Pruno is a forest in the Campania region of southern Italy. It is the largest woodlands of central Cilento region. The hamlets (frazioni) with this name are situated in the municipalities of Laurino, Valle dell'Angelo and Piaggine, and are considered a singular village.

Pruno represents one of the most unpolluted natural areas of Campania and one of the lesser inhabited territories of Southern Italy. It is protected within the Cilento and Vallo di Diano National Park, and is part of the Cilento World Heritage Site.

==History==
The area of Pruno has been inhabited for centuries by farmers. It had two periods of emigration during the end of 19th century and the second half of 20th.

==Geography==
Pruno is situated in south of the Province of Salerno, in the Cilento and Vallo di Diano National Park. The forest is located between Mount Gelbison and Mount Cervati mounts, at elevations between 600–1300 m above mean sea level.

The area is extended not only in the comunes of Valle dell'Angelo, Laurino and Piaggine; but also in Cannalonga, Campora, Rofrano, Sanza, Novi Velia and Monte San Giacomo; and is surrounded by other forest areas. The mountains of the areas are Vesalo, Monaco, Faiatella, Scanno del Tesoro, Raia del Pedale, and Tuzzi di Monte Piano. There are also the springs of Calore River, and some caves with prehistoric rock art.

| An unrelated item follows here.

//! Catalog and cart domain: aggregates, identifiers and query construction.
pub mod aggregates;
pub mod query;
pub mod value_objects;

The middle of the forest is known as Croce di Pruno (Cross of Pruno), a crossroad between the provincial road Piaggine-Rofrano (one of two completely covered with asphalt) and some trails, as the Inghiottitoio (Swallow), to Laurino / Campora (also covered with asphalt), and others to Cannalonga and San Menale. Major plains are the Piana of Roti and Campolongo.

==Villages of Pruno==
Population in the three rural villages of Pruno amounts almost in 40 inhabitants. It could be considered as a singular scattered village divided into 3 parts, for its common history and also due to a legislative singularity for Italian municipal law.

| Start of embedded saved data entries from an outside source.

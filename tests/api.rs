//! End-to-end tests through the axum router over the in-memory store.

use std::sync::Arc;

use axum::{
    body::Body,
    http::{header, Method, Request, StatusCode},
    Router,
};
use chrono::Duration;
use secrecy::SecretString;
use serde_json::{json, Value};
use tower::ServiceExt;

use opensase_catalog::auth::TokenVerifier;
use opensase_catalog::domain::value_objects::UserId;
use opensase_catalog::store::MemoryStore;
use opensase_catalog::{create_router, AppState};

const SECRET: &str = "k3J9x2Lq8Vw4Zr7Tn1Pm5Hs6Yd0Fb2Gc";

struct TestApp {
    router: Router,
    tokens: TokenVerifier,
}

impl TestApp {
    fn new() -> Self {
        let tokens = TokenVerifier::new(SecretString::from(SECRET.to_string()));
        let state = AppState::new(Arc::new(MemoryStore::new()), tokens.clone(), 100);
        Self { router: create_router(state), tokens }
    }

    fn token_for(&self, user: UserId) -> String { self.tokens.issue(user, Duration::hours(1)) }

    async fn send(&self, method: Method, uri: &str, token: Option<&str>, body: Option<Value>) -> (StatusCode, Value) {
        let mut request = Request::builder().method(method).uri(uri);
        if let Some(token) = token {
            request = request.header(header::AUTHORIZATION, format!("Bearer {token}"));
        }
        let body = match body {
            Some(json) => {
                request = request.header(header::CONTENT_TYPE, "application/json");
                Body::from(json.to_string())
            }
            None => Body::empty(),
        };

        let response = self.router.clone().oneshot(request.body(body).unwrap()).await.unwrap();
        let status = response.status();
        let bytes = axum::body::to_bytes(response.into_body(), usize::MAX).await.unwrap();
        let json = if bytes.is_empty() { Value::Null } else { serde_json::from_slice(&bytes).unwrap() };
        (status, json)
    }

    async fn create_product(&self, body: Value) -> Value {
        let (status, product) = self.send(Method::POST, "/products", None, Some(body)).await;
        assert_eq!(status, StatusCode::CREATED, "{product}");
        product
    }
}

The villages of Pruno di Valle dell'Angelo and Pruno di Piaggine are situated in the municipal territory of Laurino, but these hamlets are not exclaves of their municipality. However their inhabitants have the citizenship of Valle and Piaggine, and ownership of their houses.

===Pruno di Laurino===
Pruno di Laurino, locally named simply Pruno, is situated along the Piaggine-Rofrano road, in south of the Croce di Pruno. It is composed by an extended group of circa 15 scattered farmhouses and populated by 25 people. Nearby the village there is a canyon with some little caves (Grotte di Sant'Elena) and the village was interested by the phenomena of the Brigandage in the Two Sicilies in the first half of 19th century. It was in fact the headquarters for a band of brigands guided by Giuseppe Tardio. It is the most populated side of Pruno and counts a rural school closed in 1960s and restored into 2000s as historical building. Its main road belongs to the municipality of Rofrano, consisting in a strip of territory. For this reason the village is sometimes also named Pruno di Rofrano.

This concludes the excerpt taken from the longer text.